Proprio come la Christa Päffgen del film della Nicchiarelli, che ci rivelava la sua umanità fragile (decadente ma anarchica) in una spaghettata nel cuore della notte, anche la Judy Garland di Goold approda di notte nella cucina di suoi due ammiratori inglesi, prima di scoppiare a piangere al pianoforte. L’ambiente domestico, perduto e poi ritrovato, anche solo per un attimo, è dove si svelano le fragilità della persona, dove emergono le sue mancanze, ma anche le sue aspirazioni disattese e la sua voglia di rivalsa.

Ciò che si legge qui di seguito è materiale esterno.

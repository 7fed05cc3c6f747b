// Copyright 2026 the Easel Authors
// SPDX-License-Identifier: Apache-2.0 OR MIT

//! Viewport configuration and validation.

use core::fmt;

use kurbo::Rect;

use crate::modes::{ClampMode, FitMode};

/// Side length of the default square world, in world units.
pub const DEFAULT_WORLD_SIZE: f64 = 10_000.0;
/// Default lower zoom limit.
pub const DEFAULT_MIN_ZOOM: f64 = 0.3;
/// Default upper zoom limit.
pub const DEFAULT_MAX_ZOOM: f64 = 1.8;
/// Default zoom increment per wheel notch or button press.
pub const DEFAULT_ZOOM_STEP: f64 = 0.05;
/// Default multiplier applied to the visible rect before grid generation.
pub const DEFAULT_BUFFER_FACTOR: f64 = 1.5;
/// Default background grid spacing, in world units.
pub const DEFAULT_GRID_SPACING: f64 = 20.0;
/// Default minimum on-screen overlap between world and container, in pixels.
pub const DEFAULT_MIN_VISIBLE_PX: f64 = 32.0;

/// Parameters shared by every canvas that embeds a [`crate::Viewport`].
///
/// The defaults describe a 10000×10000 world centered at the origin, zoomable
/// between `0.3` and `1.8` in `0.05` steps, with a dot grid every 20 world
/// units generated over 1.5× the visible area.
///
/// ```rust
/// use easel_view::{ClampMode, ViewportConfig};
///
/// let config = ViewportConfig::default()
///     .with_world_size(2_000.0)
///     .with_zoom_limits(0.5, 4.0)
///     .with_clamp_mode(ClampMode::KeepSomeVisible);
/// assert!(config.validate().is_ok());
///
/// let broken = config.with_zoom_limits(0.0, 4.0);
/// assert!(broken.validate().is_err());
/// ```
#[derive(Clone, Copy, Debug, PartialEq)]
#[cfg_attr(feature = "serde", derive(serde::Serialize, serde::Deserialize))]
#[cfg_attr(feature = "serde", serde(default))]
pub struct ViewportConfig {
    /// Side length of the square world, centered at the origin.
    pub world_size: f64,
    /// Smallest allowed zoom factor. Must be strictly positive.
    pub min_zoom: f64,
    /// Largest allowed zoom factor.
    pub max_zoom: f64,
    /// Additive zoom increment for one step.
    pub zoom_step: f64,
    /// Multiplier applied to the visible rect's size before grid generation.
    pub buffer_factor: f64,
    /// Distance between grid points, in world units.
    pub grid_spacing: f64,
    /// Minimum overlap between the scaled world and the container, in pixels.
    ///
    /// Must be positive, so a clamped world always shares some area with
    /// the container.
    pub min_visible_px: f64,
    /// How pan is constrained.
    pub clamp_mode: ClampMode,
    /// Placement used by fitting and by the clamp fallback.
    pub fit_mode: FitMode,
}

impl Default for ViewportConfig {
    fn default() -> Self {
        Self::new()
    }
}

impl ViewportConfig {
    /// Returns the default configuration.
    #[must_use]
    pub const fn new() -> Self {
        Self {
            world_size: DEFAULT_WORLD_SIZE,
            min_zoom: DEFAULT_MIN_ZOOM,
            max_zoom: DEFAULT_MAX_ZOOM,
            zoom_step: DEFAULT_ZOOM_STEP,
            buffer_factor: DEFAULT_BUFFER_FACTOR,
            grid_spacing: DEFAULT_GRID_SPACING,
            min_visible_px: DEFAULT_MIN_VISIBLE_PX,
            clamp_mode: ClampMode::WorldMargin,
            fit_mode: FitMode::Center,
        }
    }

    /// Sets the world side length.
    #[must_use]
    pub const fn with_world_size(mut self, world_size: f64) -> Self {
        self.world_size = world_size;
        self
    }

    /// Sets the zoom limits.
    #[must_use]
    pub const fn with_zoom_limits(mut self, min_zoom: f64, max_zoom: f64) -> Self {
        self.min_zoom = min_zoom;
        self.max_zoom = max_zoom;
        self
    }

    /// Sets the zoom step.
    #[must_use]
    pub const fn with_zoom_step(mut self, zoom_step: f64) -> Self {
        self.zoom_step = zoom_step;
        self
    }

    /// Sets the grid buffer factor.
    #[must_use]
    pub const fn with_buffer_factor(mut self, buffer_factor: f64) -> Self {
        self.buffer_factor = buffer_factor;
        self
    }

    /// Sets the grid spacing.
    #[must_use]
    pub const fn with_grid_spacing(mut self, grid_spacing: f64) -> Self {
        self.grid_spacing = grid_spacing;
        self
    }

    /// Sets the minimum on-screen overlap kept by the clamp.
    #[must_use]
    pub const fn with_min_visible_px(mut self, min_visible_px: f64) -> Self {
        self.min_visible_px = min_visible_px;
        self
    }

    /// Sets the clamp mode.
    #[must_use]
    pub const fn with_clamp_mode(mut self, clamp_mode: ClampMode) -> Self {
        self.clamp_mode = clamp_mode;
        self
    }

    /// Sets the fit mode.
    #[must_use]
    pub const fn with_fit_mode(mut self, fit_mode: FitMode) -> Self {
        self.fit_mode = fit_mode;
        self
    }

    /// The world rectangle: a square of side [`Self::world_size`] centered at the origin.
    #[must_use]
    pub fn world_bounds(&self) -> Rect {
        let half = self.world_size * 0.5;
        Rect::new(-half, -half, half, half)
    }

    /// Checks that every parameter is usable.
    ///
    /// Zoom limits must be finite, strictly positive and ordered, which is
    /// what keeps every division by zoom well defined.
    pub fn validate(&self) -> Result<(), ConfigError> {
        if !(self.world_size.is_finite() && self.world_size > 0.0) {
            return Err(ConfigError::WorldSize(self.world_size));
        }
        let zoom_ok = self.min_zoom.is_finite()
            && self.max_zoom.is_finite()
            && self.min_zoom > 0.0
            && self.min_zoom <= self.max_zoom;
        if !zoom_ok {
            return Err(ConfigError::ZoomLimits {
                min: self.min_zoom,
                max: self.max_zoom,
            });
        }
        if !(self.zoom_step.is_finite() && self.zoom_step > 0.0) {
            return Err(ConfigError::ZoomStep(self.zoom_step));
        }
        if !(self.buffer_factor.is_finite() && self.buffer_factor >= 1.0) {
            return Err(ConfigError::BufferFactor(self.buffer_factor));
        }
        if !(self.grid_spacing.is_finite() && self.grid_spacing > 0.0) {
            return Err(ConfigError::GridSpacing(self.grid_spacing));
        }
        if !(self.min_visible_px.is_finite() && self.min_visible_px > 0.0) {
            return Err(ConfigError::MinVisible(self.min_visible_px));
        }
        Ok(())
    }
}

/// Error returned when a [`ViewportConfig`] cannot be used.
#[derive(Clone, Copy, Debug, PartialEq)]
pub enum ConfigError {
    /// World size was not a finite positive number.
    WorldSize(f64),
    /// Zoom limits were non-finite, not strictly positive, or inverted.
    ZoomLimits {
        /// The rejected lower limit.
        min: f64,
        /// The rejected upper limit.
        max: f64,
    },
    /// Zoom step was not a finite positive number.
    ZoomStep(f64),
    /// Buffer factor was below `1.0` or non-finite.
    BufferFactor(f64),
    /// Grid spacing was not a finite positive number.
    GridSpacing(f64),
    /// Minimum visible overlap was not a finite positive number.
    MinVisible(f64),
}

impl fmt::Display for ConfigError {
    fn fmt(&self, f: &mut fmt::Formatter<'_>) -> fmt::Result {
        match self {
            Self::WorldSize(v) => write!(f, "world size must be finite and positive, got {v}"),
            Self::ZoomLimits { min, max } => write!(
                f,
                "zoom limits must satisfy 0 < min <= max, got min={min} max={max}"
            ),
            Self::ZoomStep(v) => write!(f, "zoom step must be finite and positive, got {v}"),
            Self::BufferFactor(v) => {
                write!(f, "buffer factor must be finite and at least 1, got {v}")
            }
            Self::GridSpacing(v) => {
                write!(f, "grid spacing must be finite and positive, got {v}")
            }
            Self::MinVisible(v) => {
                write!(f, "minimum visible overlap must be finite and positive, got {v}")
            }
        }
    }
}

impl core::error::Error for ConfigError {}
// Copyright 2026 the Easel Authors
// SPDX-License-Identifier: Apache-2.0 OR MIT

//! One canvas's navigation state: viewport, gesture, and the derived grid.

use easel_view::{ConfigError, GridLattice, ViewState, Viewport, ViewportConfig};
use kurbo::{Point, Rect};

use crate::gesture::{Command, Gesture, InputEvent, ToolAction};

/// Result of feeding one event or command into a [`CanvasView`].
#[derive(Clone, Copy, Debug, PartialEq)]
pub enum Outcome {
    /// Nothing visible changed, or the container is unmounted and there is
    /// nothing to draw. The cached rect and grid are untouched.
    Unchanged,
    /// Pan, zoom or container size changed; the cached visible rect and grid
    /// have been rebuilt and the canvas should be redrawn.
    ViewChanged,
    /// A drag for the active tool.
    Tool {
        /// The action, in container-relative coordinates.
        action: ToolAction,
        /// The action's position converted to world coordinates.
        world: Option<Point>,
    },
}

/// Owns the navigation state of a single canvas.
///
/// Every view change runs the full cycle: the viewport clamps, then the
/// buffered visible rect is recomputed and the grid regenerated. The cached
/// rect and grid are always rebuilt from the viewport, never edited in place.
/// While the container is unmounted the cycle is skipped and the previous
/// cache is kept.
///
/// ```
/// use easel_input::canvas::{CanvasView, Outcome};
/// use easel_input::gesture::InputEvent;
/// use easel_input::tool::Modifiers;
/// use kurbo::{Point, Rect};
///
/// let mut canvas = CanvasView::new(Rect::new(0.0, 0.0, 800.0, 600.0));
/// let outcome = canvas.handle(InputEvent::Wheel {
///     delta_y: -1.0,
///     pos: Point::new(400.0, 300.0),
///     modifiers: Modifiers::CTRL,
/// });
/// assert_eq!(outcome, Outcome::ViewChanged);
/// assert!((canvas.viewport().zoom() - 1.05).abs() < 1e-12);
/// ```
#[derive(Clone, Debug)]
pub struct CanvasView {
    viewport: Viewport,
    gesture: Gesture,
    visible_rect: Rect,
    grid: GridLattice,
    revision: u64,
}

impl CanvasView {
    /// Creates a canvas over `view_rect` with the default configuration.
    #[must_use]
    pub fn new(view_rect: Rect) -> Self {
        Self::from_viewport(Viewport::new(view_rect))
    }

    /// Creates a canvas with a custom configuration.
    pub fn with_config(view_rect: Rect, config: ViewportConfig) -> Result<Self, ConfigError> {
        Ok(Self::from_viewport(Viewport::with_config(view_rect, config)?))
    }

    fn from_viewport(viewport: Viewport) -> Self {
        let mut canvas = Self {
            viewport,
            gesture: Gesture::new(),
            visible_rect: Rect::ZERO,
            grid: GridLattice::EMPTY,
            revision: 0,
        };
        canvas.refresh();
        canvas
    }

    /// The viewport, for rendering and coordinate conversion.
    #[must_use]
    pub fn viewport(&self) -> &Viewport {
        &self.viewport
    }

    /// The gesture state machine.
    #[must_use]
    pub fn gesture(&self) -> &Gesture {
        &self.gesture
    }

    /// The cached buffered visible rect, in world coordinates.
    #[must_use]
    pub fn visible_rect(&self) -> Rect {
        self.visible_rect
    }

    /// The cached background grid.
    #[must_use]
    pub fn grid(&self) -> GridLattice {
        self.grid
    }

    /// Counter bumped each time the cached rect and grid are rebuilt.
    #[must_use]
    pub fn revision(&self) -> u64 {
        self.revision
    }

    /// Converts a container-relative point to world coordinates.
    ///
    /// Input events carry positions relative to the container's top-left
    /// corner, while the viewport works in the screen space of its
    /// [`view_rect`](Viewport::view_rect); this adds the container origin.
    #[must_use]
    pub fn to_world(&self, pt: Point) -> Point {
        self.viewport.screen_to_world(self.to_screen(pt))
    }

    fn to_screen(&self, pt: Point) -> Point {
        pt + self.viewport.view_rect().origin().to_vec2()
    }

    /// Runs an input event through the gesture state machine and applies the result.
    pub fn handle(&mut self, event: InputEvent) -> Outcome {
        let command = self.gesture.handle(event);
        self.apply(command)
    }

    /// Applies a command directly, bypassing the gesture state machine.
    pub fn apply(&mut self, command: Command) -> Outcome {
        let before = (self.viewport.state(), self.viewport.view_rect());
        match command {
            Command::None => return Outcome::Unchanged,
            Command::Pan(delta) => self.viewport.pan_by(delta),
            Command::ZoomAt { anchor, steps } => {
                self.viewport.step_zoom(self.to_screen(anchor), steps);
            }
            Command::ZoomCenter { steps } => {
                let center = self.viewport.view_rect().center();
                self.viewport.step_zoom(center, steps);
            }
            Command::Resize(size) => self.viewport.set_container_size(size),
            Command::Tool(action) => {
                return Outcome::Tool {
                    action,
                    world: action.pos().map(|pos| self.to_world(pos)),
                };
            }
        }
        if (self.viewport.state(), self.viewport.view_rect()) == before {
            return Outcome::Unchanged;
        }
        self.refresh()
    }

    /// Restores persisted pan and zoom.
    pub fn restore(&mut self, state: ViewState) -> Outcome {
        let before = self.viewport.state();
        self.viewport.restore(state);
        if self.viewport.state() == before {
            return Outcome::Unchanged;
        }
        self.refresh()
    }

    /// Replaces the viewport configuration and rebuilds the cache.
    pub fn set_config(&mut self, config: ViewportConfig) -> Result<(), ConfigError> {
        self.viewport.set_config(config)?;
        self.refresh();
        Ok(())
    }

    fn refresh(&mut self) -> Outcome {
        if !self.viewport.is_mounted() {
            return Outcome::Unchanged;
        }
        self.visible_rect = self.viewport.compute_visible_rect();
        self.grid = GridLattice::covering(self.visible_rect, self.viewport.config().grid_spacing);
        self.revision += 1;
        log_trace!(
            revision = self.revision,
            points = self.grid.len(),
            "grid regenerated"
        );
        Outcome::ViewChanged
    }
}
/// Debug snapshot of a [`Viewport`] state.
#[derive(Clone, Copy, Debug)]
pub struct ViewportDebugInfo {
    /// Container rectangle in screen coordinates.
    pub view_rect: Rect,
    /// World bounds used for clamping.
    pub world_bounds: Rect,
    /// World rectangle strictly visible through the container.
    pub visible_world_rect: Rect,
    /// Buffered visible rectangle used for grid generation.
    pub buffered_rect: Rect,
    /// Current zoom factor.
    pub zoom: f64,
    /// Current pan offset.
    pub pan: Vec2,
    /// Lower zoom limit.
    pub min_zoom: f64,
    /// Upper zoom limit.
    pub max_zoom: f64,
    /// Active clamp mode.
    pub clamp_mode: ClampMode,
    /// Active fit mode.
    pub fit_mode: FitMode,
    /// Allowed horizontal pan at the current zoom.
    pub pan_range_x: PanRange,
    /// Allowed vertical pan at the current zoom.
    pub pan_range_y: PanRange,
}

Senza più una casa dove dormire, cacciata anche dall’ultimo rifugio a sua disposizione (un albergo con parecchi debiti accumulati) e ormai alla “fine del suo arcobaleno”, vediamo Judy Garland in un momento che è allo stesso tempo transitorio e definitivo. A Rupert Goold non interessa operare una “sintesi”, ma interpretare ogni scena come se fosse una performance, un atto unico e irripetibile in grado di esistere anche senza essere inserito in un contesto narrativo più ampio (anche questo uno stratagemma ereditato dal teatro ma che è funzionale a rendere su schermo le sfaccettature di una persona ormai abituata a vivere il singolo momento).

Judy, alla fine dellarcobaleno

A compensare le carenze di una sceneggiatura poco raffinata, che non lavora in maniera sottile sui sentimenti dei personaggi ma invece li esibisce sempre in maniera chiara, c’è Renée Zellweger, qui più che mai in grado di cambiare improvvisamente il tono di una scena, di utilizzare una determinata emozione per comunicare quella opposta. È grazie a lei, ad esempio, se i pochi momenti di commedia che attraversano il film feriscono più di quelli scritti e pensati per cercare la compassione nel pubblico.